À l'approche de l'élection présidentielle de 2027, les électeurs français se trouvent face à un paradoxe inédit : l'embarras du choix, ou plutôt l'embarras du non-choix. Mathieu Lindon, dans une tribune publiée par Libération, explore cette situation complexe où les candidats potentiels suscitent autant d'espoir que de désillusion.
Un paysage politique fragmenté
Le paysage politique français, déjà éclaté depuis 2017, semble se fragmenter davantage. Les partis traditionnels peinent à incarner une alternative crédible, tandis que les mouvements émergents, bien que porteurs de renouveau, manquent souvent de lisibilité. Lindon souligne que les électeurs sont pris entre le désir de changement et la crainte de l'inconnu.
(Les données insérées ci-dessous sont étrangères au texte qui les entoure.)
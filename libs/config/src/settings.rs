//! Bridge Settings
//!
//! Provides configuration loading for the transport, device queues and port
//! registry. Supports an optional TOML file with environment overrides.

use crate::defaults;
use crate::error::ConfigError;
use config_crate::{Config, Environment, File};
use serde::{Deserialize, Serialize};
use std::net::{IpAddr, Ipv4Addr};
use std::path::Path;
use std::time::Duration;
use tracing::{debug, info};

/// Environment variable prefix (`SIMBRIDGE__TRANSPORT__PEER_ADDRESS=...`)
pub const ENV_PREFIX: &str = "SIMBRIDGE";

/// Complete configuration for one simulator process
#[derive(Debug, Deserialize, Serialize, Clone, Default, PartialEq)]
#[serde(default)]
pub struct BridgeSettings {
    pub transport: TransportSettings,
    pub queue: QueueSettings,
    pub registry: RegistrySettings,
    pub logging: LoggingSettings,
}

/// Socket-level settings shared by every role
#[derive(Debug, Deserialize, Serialize, Clone, PartialEq)]
#[serde(default)]
pub struct TransportSettings {
    /// Host device sockets bind to; "*" means every interface
    pub bind_address: String,
    /// Host used when connecting to a device bound elsewhere
    pub peer_address: String,
    pub send_high_water_mark: usize,
    pub receive_high_water_mark: usize,
    pub tag_width: usize,
    pub responsor_timeout_ms: u64,
    pub reconnect_interval_ms: u64,
    pub max_frame_size: usize,
    pub io_threads: usize,
}

/// Bounded device queue settings
#[derive(Debug, Deserialize, Serialize, Clone, PartialEq)]
#[serde(default)]
pub struct QueueSettings {
    pub capacity: usize,
    pub timeout_ms: u64,
}

/// Port registry settings
#[derive(Debug, Deserialize, Serialize, Clone, PartialEq)]
#[serde(default)]
pub struct RegistrySettings {
    pub control_port: u16,
    pub service_port: u16,
    pub port_range_start: u16,
    pub port_range_end: u16,
}

#[derive(Debug, Deserialize, Serialize, Clone, PartialEq)]
#[serde(default)]
pub struct LoggingSettings {
    pub level: String,
    pub json: bool,
}

impl Default for TransportSettings {
    fn default() -> Self {
        Self {
            bind_address: defaults::transport::BIND_ADDRESS.to_string(),
            peer_address: defaults::transport::PEER_ADDRESS.to_string(),
            send_high_water_mark: defaults::transport::SEND_HIGH_WATER_MARK,
            receive_high_water_mark: defaults::transport::RECEIVE_HIGH_WATER_MARK,
            tag_width: defaults::transport::TAG_WIDTH,
            responsor_timeout_ms: defaults::transport::RESPONSOR_TIMEOUT_MS,
            reconnect_interval_ms: defaults::transport::RECONNECT_INTERVAL_MS,
            max_frame_size: defaults::transport::MAX_FRAME_SIZE,
            io_threads: defaults::transport::IO_THREADS,
        }
    }
}

impl Default for QueueSettings {
    fn default() -> Self {
        Self {
            capacity: defaults::queue::CAPACITY,
            timeout_ms: defaults::queue::TIMEOUT_MS,
        }
    }
}

impl Default for RegistrySettings {
    fn default() -> Self {
        Self {
            control_port: defaults::registry::CONTROL_PORT,
            service_port: defaults::registry::SERVICE_PORT,
            port_range_start: defaults::registry::EPHEMERAL_PORT_MIN,
            port_range_end: defaults::registry::EPHEMERAL_PORT_MAX,
        }
    }
}

impl Default for LoggingSettings {
    fn default() -> Self {
        Self {
            level: defaults::logging::LEVEL.to_string(),
            json: false,
        }
    }
}

impl TransportSettings {
    /// Bind host as an IP address; "*" and "0.0.0.0" mean every interface
    pub fn bind_ip(&self) -> Result<IpAddr, ConfigError> {
        parse_host("transport.bind_address", &self.bind_address)
    }

    /// Peer host as an IP address
    pub fn peer_ip(&self) -> Result<IpAddr, ConfigError> {
        parse_host("transport.peer_address", &self.peer_address)
    }

    pub fn responsor_timeout(&self) -> Duration {
        Duration::from_millis(self.responsor_timeout_ms)
    }

    pub fn reconnect_interval(&self) -> Duration {
        Duration::from_millis(self.reconnect_interval_ms)
    }
}

impl QueueSettings {
    pub fn timeout(&self) -> Duration {
        Duration::from_millis(self.timeout_ms)
    }
}

impl BridgeSettings {
    /// Load defaults, then `path` if given, then `SIMBRIDGE__*` environment overrides
    pub fn load(path: Option<&Path>) -> Result<Self, ConfigError> {
        Self::load_from(path, ENV_PREFIX)
    }

    /// Same as [`BridgeSettings::load`] with a custom environment prefix
    pub fn load_from(path: Option<&Path>, env_prefix: &str) -> Result<Self, ConfigError> {
        let mut builder = Config::builder();

        if let Some(path) = path {
            info!("Loading bridge config: {:?}", path);
            builder = builder.add_source(File::from(path).required(true));
        }

        builder = builder.add_source(
            Environment::with_prefix(env_prefix)
                .prefix_separator("__")
                .separator("__")
                .try_parsing(true),
        );

        let settings: BridgeSettings = builder.build()?.try_deserialize()?;
        settings.validate()?;

        debug!(?settings, "Bridge configuration loaded");
        Ok(settings)
    }

    /// Parse settings from an inline TOML document
    pub fn from_toml_str(toml_str: &str) -> Result<Self, ConfigError> {
        let settings: BridgeSettings = Config::builder()
            .add_source(File::from_str(toml_str, config_crate::FileFormat::Toml))
            .build()?
            .try_deserialize()?;
        settings.validate()?;
        Ok(settings)
    }

    /// Render the effective settings as TOML
    pub fn to_toml_string(&self) -> Result<String, ConfigError> {
        toml::to_string_pretty(self).map_err(|e| ConfigError::invalid("settings", e.to_string()))
    }

    /// Reject values the transport cannot operate with
    pub fn validate(&self) -> Result<(), ConfigError> {
        let transport = &self.transport;
        if transport.send_high_water_mark == 0 {
            return Err(ConfigError::invalid(
                "transport.send_high_water_mark",
                "must be at least 1",
            ));
        }
        if transport.receive_high_water_mark == 0 {
            return Err(ConfigError::invalid(
                "transport.receive_high_water_mark",
                "must be at least 1",
            ));
        }
        if transport.tag_width > 8 {
            return Err(ConfigError::invalid(
                "transport.tag_width",
                format!("{} exceeds the 8-byte routing hash", transport.tag_width),
            ));
        }
        if transport.max_frame_size == 0 {
            return Err(ConfigError::invalid(
                "transport.max_frame_size",
                "must be at least 1",
            ));
        }
        if transport.io_threads == 0 {
            return Err(ConfigError::invalid("transport.io_threads", "must be at least 1"));
        }
        transport.bind_ip()?;
        transport.peer_ip()?;

        if self.queue.capacity == 0 {
            return Err(ConfigError::invalid("queue.capacity", "must be at least 1"));
        }

        let registry = &self.registry;
        if registry.port_range_start < defaults::registry::EPHEMERAL_PORT_MIN {
            return Err(ConfigError::invalid(
                "registry.port_range_start",
                format!(
                    "{} is below the ephemeral range starting at {}",
                    registry.port_range_start,
                    defaults::registry::EPHEMERAL_PORT_MIN
                ),
            ));
        }
        if registry.port_range_start > registry.port_range_end {
            return Err(ConfigError::invalid(
                "registry.port_range_end",
                format!(
                    "range {}..={} is empty",
                    registry.port_range_start, registry.port_range_end
                ),
            ));
        }

        Ok(())
    }
}

fn parse_host(field: &str, host: &str) -> Result<IpAddr, ConfigError> {
    match host.trim() {
        "*" => Ok(IpAddr::V4(Ipv4Addr::UNSPECIFIED)),
        "localhost" => Ok(IpAddr::V4(Ipv4Addr::LOCALHOST)),
        other => other
            .parse()
            .map_err(|_| ConfigError::invalid(field, format!("'{}' is not an IP address", other))),
    }
}

#[cfg(test)]
mod tests {
    use super::*;
    use std::fs;
    use tempfile::tempdir;

    #[test]
    fn test_defaults_match_transport_contract() {
        let settings = BridgeSettings::default();
        assert_eq!(settings.transport.send_high_water_mark, 1000);
        assert_eq!(settings.transport.tag_width, 8);
        assert_eq!(settings.transport.responsor_timeout(), Duration::from_millis(500));
        assert_eq!(settings.queue.capacity, 30);
        assert_eq!(settings.queue.timeout(), Duration::from_millis(500));
        assert_eq!(settings.registry.control_port, 25554);
        assert_eq!(settings.registry.port_range_start, 49152);
        assert_eq!(settings.registry.port_range_end, 65535);
        assert!(settings.validate().is_ok());
    }

    #[test]
    fn test_load_file_with_partial_sections() {
        let dir = tempdir().unwrap();
        let config_path = dir.path().join("bridge.toml");

        let config_content = r#"
[transport]
bind_address = "*"
send_high_water_mark = 50

[queue]
capacity = 10
"#;

        fs::write(&config_path, config_content).unwrap();

        let settings =
            BridgeSettings::load_from(Some(&config_path), "SIMBRIDGE_TEST_FILE").unwrap();

        assert_eq!(settings.transport.send_high_water_mark, 50);
        assert_eq!(
            settings.transport.bind_ip().unwrap(),
            IpAddr::V4(Ipv4Addr::UNSPECIFIED)
        );
        assert_eq!(settings.queue.capacity, 10);
        // Untouched sections keep their defaults
        assert_eq!(settings.queue.timeout_ms, 500);
        assert_eq!(settings.registry, RegistrySettings::default());
    }

    #[test]
    fn test_environment_override() {
        std::env::set_var("SIMBRIDGE_TEST_ENV__TRANSPORT__PEER_ADDRESS", "10.0.0.5");
        std::env::set_var("SIMBRIDGE_TEST_ENV__QUEUE__CAPACITY", "12");

        let settings = BridgeSettings::load_from(None, "SIMBRIDGE_TEST_ENV").unwrap();

        std::env::remove_var("SIMBRIDGE_TEST_ENV__TRANSPORT__PEER_ADDRESS");
        std::env::remove_var("SIMBRIDGE_TEST_ENV__QUEUE__CAPACITY");

        assert_eq!(settings.transport.peer_address, "10.0.0.5");
        assert_eq!(settings.queue.capacity, 12);
    }

    #[test]
    fn test_validation_rejects_bad_values() {
        let mut settings = BridgeSettings::default();
        settings.transport.tag_width = 9;
        assert!(matches!(
            settings.validate(),
            Err(ConfigError::Invalid { ref field, .. }) if field == "transport.tag_width"
        ));

        let mut settings = BridgeSettings::default();
        settings.registry.port_range_start = 1024;
        assert!(settings.validate().is_err());

        let mut settings = BridgeSettings::default();
        settings.registry.port_range_start = 60000;
        settings.registry.port_range_end = 50000;
        assert!(settings.validate().is_err());

        let mut settings = BridgeSettings::default();
        settings.queue.capacity = 0;
        assert!(settings.validate().is_err());

        let mut settings = BridgeSettings::default();
        settings.transport.peer_address = "not-an-ip".to_string();
        assert!(settings.validate().is_err());
    }

    #[test]
    fn test_inline_toml_and_render() {
        let settings = BridgeSettings::from_toml_str(
            r#"
[registry]
port_range_start = 50000
port_range_end = 50010
"#,
        )
        .unwrap();
        assert_eq!(settings.registry.port_range_start, 50000);

        let rendered = settings.to_toml_string().unwrap();
        assert!(rendered.contains("port_range_end = 50010"));
    }
}
//! Registry lookup channel
//!
//! Request payload is the raw identity key; the reply is the decimal port the
//! key holds, or `"0"` when it holds none.

use crate::error::Result;
use crate::registry::PortRegistry;
use crate::service::BridgeService;
use std::sync::Arc;
use tracing::debug;
use transport::IoContext;

/// Reply to one lookup request
pub fn lookup_reply(registry: &PortRegistry, request: &[u8]) -> Vec<u8> {
    let key = String::from_utf8_lossy(request);
    let port = registry.lookup(&key).unwrap_or(0);
    debug!(key = %key, port, "Lookup");
    port.to_string().into_bytes()
}

/// Serve lookups for `registry` on `port`
pub fn start_control_channel(
    context: Arc<IoContext>,
    registry: Arc<PortRegistry>,
    port: u16,
) -> Result<BridgeService> {
    BridgeService::start("control", context, port, move |request| {
        lookup_reply(&registry, request)
    })
}

#[cfg(test)]
mod tests {
    use super::*;

    #[test]
    fn test_lookup_reply_is_decimal_or_zero() {
        let registry = PortRegistry::with_range(49152..=49160, Arc::new(|_: u16| true));
        let port = registry.allocate("LASERrobot1front_scan").unwrap();

        assert_eq!(
            lookup_reply(&registry, b"LASERrobot1front_scan"),
            port.to_string().into_bytes()
        );
        assert_eq!(lookup_reply(&registry, b"unknown"), b"0".to_vec());
        assert_eq!(lookup_reply(&registry, b""), b"0".to_vec());
    }
}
Les candidatures en suspens
Plusieurs figures politiques, de droite comme de gauche, hésitent encore à se lancer. Les noms circulent, mais les annonces officielles se font attendre. Cette incertitude nourrit un sentiment d'embarras chez les citoyens, qui ne savent plus à quel saint se vouer. Lindon évoque le cas de personnalités comme Édouard Philippe, Marine Le Pen, ou encore Jean-Luc Mélenchon, dont les ambitions sont connues mais les stratégies floues.
L'embarras du non-choix
Pour Lindon, le véritable problème n'est pas le manque de candidats, mais plutôt l'absence de conviction profonde que l'un d'eux puisse réellement changer les choses. Les programmes se ressemblent, les promesses s'évaporent, et les électeurs se retrouvent face à un non-choix déguisé en abondance. Il cite l'exemple des primaires, qui devraient clarifier les offres mais qui, au contraire, ajoutent à la confusion.
Un appel à la réflexion
L'éditorialiste appelle à une réflexion collective sur ce que signifie choisir en démocratie. Il suggère que l'embarras actuel pourrait être l'occasion de repenser le système électoral, de favoriser le débat d'idées plutôt que les stratégies de communication. En attendant, les Français devront faire un choix, même s'il est embarrassant.
Conclusion
Mathieu Lindon conclut sur une note d'optimisme prudent : l'embarras peut être moteur de changement s'il pousse à une participation citoyenne plus active. Mais il prévient que le non-choix, s'il persiste, pourrait alimenter l'abstention et le désenchantement. 2027 s'annonce donc comme un scrutin décisif, non seulement pour l'avenir du pays, mais aussi pour la santé de sa démocratie.